Now we’ve lost about $91 on our purchase of the card.  

We purchased the card for $153, but it’s value is only $62.  ($62 – $153 is negative $91).

This also does not even include grading fees, so we could have as much as $100 out of our pocket.
The math here is simple: if a card receives a lower grade than what you were expecting to receive when you bought it, it’s possible that you will not recoup the value of what you paid for the card.  Especially after you factor in grading fees.

Now let’s take a look at pitfall number two: your card does not have high value potential to begin with.

One of our favorite cards is this 2001 Upper Deck Derek Jeter, going for $3.75 on eBay.

You might think this is an amazing deal for a Hall of Fame player if it’s excellent quality!
If we check out the population report of this card, with a grade of a perfect 10, the average sale price is $14.  The grading company creates an additional $10.25 of value for your card, bumping your card almost 4x in value! ($14 sale price – $3.75 paid for the card).

Unfortunately, after factoring in grading fees and your time preparing the card for grading, you may not see any ROI after going through all of that effort.

Most of the cards you’ll come across fall into this category: they aren’t as desirable to collectors, so the time and money you spent getting them graded will not be recouped.

Again, to reiterate, it’s crucial that you do your own research to find out if your card is worth grading.

Here are some resources we recommend to get you started:

Companies like CardLadder that help you track daily changes in prices

With whom should I grade my cards?

So you’ve done your research and think your card is worth grading.  Now, how do you decide who to go with?

There are 3 major players in the space: PSA, Beckett and SGC.

There are also two newcomers: CSG and HGA.

PSA is by far the biggest and most well known; because of this, most (not all) collectors prefer PSA because across all sports their slabs command the highest prices.

Some key factors to consider when choosing a service to use:

  • Turnaround times. This is how fast a company can receive, catalog, grade, and ship back your cards to you.
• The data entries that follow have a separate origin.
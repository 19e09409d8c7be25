//! Parallel execution policy for bulk operations.
//!
//! Every bulk operation consults a [`ParallelPolicy`] exactly once at entry
//! and then commits to either a sequential nested loop or a one-task-per-row
//! rayon fan-out. Tasks write only to disjoint destination rows, so the
//! parallel path needs no locks and produces bit-identical results to the
//! sequential one.

use crate::PARALLEL_THRESHOLD;

/// Which dimension a nested loop should keep outer.
///
/// Keeping the smaller dimension outer minimizes the number of tasks spawned
/// while each task's inner loop runs over the longer dimension sequentially.
#[derive(Clone, Copy, Debug, PartialEq, Eq)]
pub enum OuterDim {
    ByRow,
    ByColumn,
}

/// Decides whether a bulk operation is worth partitioning across threads.
///
/// The capability flag is captured at construction time (the `parallel`
/// feature compiled in and more than one rayon worker available) and is not
/// re-checked per call.
#[derive(Clone, Copy, Debug)]
pub struct ParallelPolicy {
    capable: bool,
    threshold: u64,
}

impl ParallelPolicy {
    /// Policy reflecting the current environment, with the default
    /// [`PARALLEL_THRESHOLD`].
    pub fn new() -> Self {
        #[cfg(feature = "parallel")]
        let capable = rayon::current_num_threads() > 1;
        #[cfg(not(feature = "parallel"))]
        let capable = false;
        Self {
            capable,
            threshold: PARALLEL_THRESHOLD,
        }
    }

    /// Policy that never parallelizes, regardless of environment.
    pub fn sequential() -> Self {
        Self {
            capable: false,
            threshold: PARALLEL_THRESHOLD,
        }
    }

    /// Replace the element-count threshold. A threshold of zero makes every
    /// non-empty bulk operation take the parallel path (when capable), which
    /// is how the equivalence tests force both code paths.
    pub fn with_threshold(mut self, threshold: u64) -> Self {
        self.threshold = threshold;
        self
    }

    /// Whether this policy can ever choose the parallel path.
    pub fn is_capable(&self) -> bool {
        self.capable
    }

    /// True iff `total_elements * branching_factor` exceeds the threshold
    /// and a parallel executor is available.
    ///
    /// `branching_factor` accounts for per-element work beyond O(1), e.g.
    /// the inner-product length of a matrix multiplication.
    pub fn should_parallelize(&self, total_elements: u64, branching_factor: u64) -> bool {
        self.capable && total_elements.saturating_mul(branching_factor) > self.threshold
    }

    /// Pick the outer dimension for a nested loop over a `rows x cols` grid:
    /// `ByRow` when `rows <= cols`, else `ByColumn`.
    pub fn choose_outer(rows: usize, cols: usize) -> OuterDim {
        if rows <= cols {
            OuterDim::ByRow
        } else {
            OuterDim::ByColumn
        }
    }
}

impl Default for ParallelPolicy {
    fn default() -> Self {
        Self::new()
    }
}
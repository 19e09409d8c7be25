//! Pure shape validators.
//!
//! Every operation whose preconditions depend on shape calls one of these
//! at entry, before touching any data. The checks are deterministic and
//! side-effect free; on failure the offending call returns immediately with
//! no partial mutation.

use crate::{MatrixError, Result};

/// Ensure every row of a nested-vec construction input has the same length
/// as the first row.
pub fn check_rectangular<T>(rows: &[Vec<T>]) -> Result<()> {
    let expected = rows.first().map_or(0, Vec::len);
    for (i, row) in rows.iter().enumerate() {
        if row.len() != expected {
            return Err(MatrixError::Jagged {
                row: i,
                len: row.len(),
                expected,
            });
        }
    }
    Ok(())
}

/// Ensure a matrix is square. Required by all diagonal accessors, mutators
/// and streams.
pub fn check_square(rows: usize, cols: usize) -> Result<()> {
    if rows != cols {
        return Err(MatrixError::NonSquare { rows, cols });
    }
    Ok(())
}

/// Ensure two operands have identical dimensions.
pub fn check_same_shape(a_rows: usize, a_cols: usize, b_rows: usize, b_cols: usize) -> Result<()> {
    if (a_rows, a_cols) != (b_rows, b_cols) {
        return Err(MatrixError::ShapeMismatch(a_rows, a_cols, b_rows, b_cols));
    }
    Ok(())
}

/// Ensure a half-open range satisfies `from <= to <= bound`.
pub fn check_range(from: usize, to: usize, bound: usize) -> Result<()> {
    if from > to || to > bound {
        return Err(MatrixError::InvalidRange { from, to, bound });
    }
    Ok(())
}

/// Ensure a single-cell index is inside the grid.
pub fn check_index(row: usize, col: usize, rows: usize, cols: usize) -> Result<()> {
    if row >= rows || col >= cols {
        return Err(MatrixError::IndexOutOfBounds {
            row,
            col,
            rows,
            cols,
        });
    }
    Ok(())
}

/// Ensure a row index is inside the grid.
pub fn check_row(row: usize, rows: usize) -> Result<()> {
    if row >= rows {
        return Err(MatrixError::RowOutOfBounds { row, rows });
    }
    Ok(())
}

/// Ensure a column index is inside the grid.
pub fn check_col(col: usize, cols: usize) -> Result<()> {
    if col >= cols {
        return Err(MatrixError::ColOutOfBounds { col, cols });
    }
    Ok(())
}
Recently, because of increased demand, some service levels have seen turnaround times of over a year. Of course, not many collectors are happy with this. Many of the companies are now scrambling to figure out how to use technology to grade cards faster (similar to Fast Slab).
  • Pricing. Different companies charge different prices per individual card graded. There are usually a few different service levels from which you can choose. The most expensive service comes with the fastest turnaround time. If you choose an economy or bulk option, the price will be the lowest per card, but the turnaround times will be longer.
  • Slab design. Some collectors care quite a bit about the design of the encasing (or slabs) that the grading company puts the cards in. Newcomer HGA has made noise because of their unique designs.
  • Card Value. It always comes back to value.  Buyers will pay a premium for a certain type of card depending on the company it was graded by.  See the links below for examples and comparisons.
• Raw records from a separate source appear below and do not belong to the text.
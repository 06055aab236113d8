use chrono::{DateTime, Utc};
use serde::{Deserialize, Serialize};

/// Minimal account shape shared by repo owners, stargazers and fork owners.
#[derive(Clone, Debug, PartialEq, Serialize, Deserialize)]
pub struct Account {
    pub login: String,
    pub id: u64,
    pub node_id: String,
}

#[derive(Clone, Debug, Deserialize)]
pub struct Repository {
    pub name: String,
    pub owner: Account,
    pub fork: bool,
    pub clone_url: String,
    pub default_branch: Option<String>,
}

impl Repository {
    pub fn full_name(&self) -> String {
        format!("{}/{}", self.owner.login, self.name)
    }
}

/// One stargazer as returned with the `star+json` media type.
/// `starred_at` is absent when the API serves the plain shape.
#[derive(Clone, Debug, Deserialize)]
pub struct StarEntry {
    pub starred_at: Option<DateTime<Utc>>,
    pub user: Account,
}

#[derive(Clone, Debug, Deserialize)]
pub struct ForkEntry {
    pub id: u64,
    pub node_id: String,
    pub full_name: String,
    pub owner: Account,
    pub html_url: Option<String>,
}

/// Entry of `GET /users/{login}/starred`.
#[derive(Clone, Debug, PartialEq, Serialize, Deserialize)]
pub struct StarredRepo {
    pub full_name: String,
    pub description: Option<String>,
    pub html_url: Option<String>,
    pub stargazers_count: Option<u64>,
}

/// Artifact record: one stargazer of one repository.
#[derive(Clone, Debug, PartialEq, Serialize, Deserialize)]
pub struct StargazerRecord {
    pub repo: String,
    pub login: String,
    pub id: u64,
    pub node_id: String,
    #[serde(skip_serializing_if = "Option::is_none")]
    pub starred_at: Option<DateTime<Utc>>,
}

impl StargazerRecord {
    pub fn from_entry(repo: &str, entry: StarEntry) -> Self {
        Self {
            repo: repo.to_string(),
            login: entry.user.login,
            id: entry.user.id,
            node_id: entry.user.node_id,
            starred_at: entry.starred_at,
        }
    }
}

/// Artifact record: one fork of one repository.
#[derive(Clone, Debug, PartialEq, Serialize, Deserialize)]
pub struct ForkRecord {
    pub repo: String,
    pub owner: String,
    pub id: u64,
    pub node_id: String,
    pub full_name: String,
    #[serde(skip_serializing_if = "Option::is_none")]
    pub html_url: Option<String>,
}

impl ForkRecord {
    pub fn from_entry(repo: &str, entry: ForkEntry) -> Self {
        Self {
            repo: repo.to_string(),
            owner: entry.owner.login,
            id: entry.id,
            node_id: entry.node_id,
            full_name: entry.full_name,
            html_url: entry.html_url,
        }
    }
}
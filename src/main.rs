mod artifact;
mod config;
mod error;
mod fetch;
mod github;
mod run;

use clap::Parser;
use config::Config;
use run::RunOptions;
use std::path::PathBuf;
use tracing_subscriber::EnvFilter;

#[derive(Parser, Debug)]
#[command(name = "ghvault", version)]
#[command(about = "Back up GitHub repositories, stargazers and forks")]
struct Cli {
    #[arg(short = 'u', long, help = "GitHub user login")]
    user_login: String,

    #[arg(short = 't', long, help = "Personal access token (or GITHUB_TOKEN env)")]
    user_token: Option<String>,

    #[arg(long, help = "Include the user's own forked repositories")]
    user_forks: bool,

    #[arg(short, long, help = "Debug-level logging")]
    verbose: bool,

    #[arg(short, long, help = "Overwrite existing snapshots and clones")]
    force: bool,

    #[arg(long, help = "Write {login}_forks.json")]
    forks: bool,

    #[arg(long, help = "Write {login}_stargazers.json")]
    stars: bool,

    #[arg(long, help = "Write {login}_starred.json")]
    starred: bool,

    #[arg(long, conflicts_with = "clone", help = "Download tarball snapshots to the save path")]
    save: bool,

    #[arg(long, help = "Clone repositories to the save path")]
    clone: bool,

    #[arg(long, help = "Pass --bare to git clone")]
    bare: bool,

    #[arg(long, help = "Pass --recursive to git clone")]
    recursive: bool,

    #[arg(short = 'p', long, help = "Destination directory")]
    save_path: Option<PathBuf>,

    #[arg(short = 'l', long, num_args = 1.., help = "Explicit repository names (skips listing)")]
    repo_list: Vec<String>,
}

impl Cli {
    /// Layer CLI flags over the ambient config.
    fn into_options(self, config: Config) -> RunOptions {
        RunOptions {
            user_login: self.user_login,
            user_token: self.user_token.or(config.user_token),
            user_forks: self.user_forks,
            force: self.force,
            forks: self.forks,
            stars: self.stars,
            starred: self.starred,
            save: self.save,
            clone: self.clone,
            bare: self.bare,
            recursive: self.recursive,
            save_path: self.save_path.unwrap_or(config.save_path),
            repo_list: self.repo_list,
        }
    }
}

#[tokio::main(flavor = "current_thread")]
async fn main() {
    let cli = Cli::parse();

    let default_filter = if cli.verbose { "debug" } else { "info" };
    tracing_subscriber::fmt()
        .with_env_filter(
            EnvFilter::try_from_default_env()
                .unwrap_or_else(|_| EnvFilter::new(default_filter)),
        )
        .with_target(false)
        .with_writer(std::io::stderr)
        .init();

    let config = Config::load();
    let opts = cli.into_options(config);

    if let Err(e) = run::execute(&opts).await {
        eprintln!("error: {e}");
        std::process::exit(1);
    }
}
pub mod client;
pub mod types;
This was just a high level overview because there are so many great resources out there to help you choose. Here are our recommendations to look at when deciding:


As you can tell, there’s quite a bit of nuance when deciding to grade your cards! Ultimately it boils down to:

  • the type of card you’re submitting
  • it’s potential value
  • what YOU value most

At the end of the day, it’s up to you to do the research necessary when deciding to get your cards graded.  It’ll help you save time and money down the line, and over time you’ll become an expert in the hobby.  The more you read and the more experience you get, the decisions on whether or not to grade and what to grade will become easier.  Soon you’ll find yourself giving tips and advice to your friends and family new to collecting!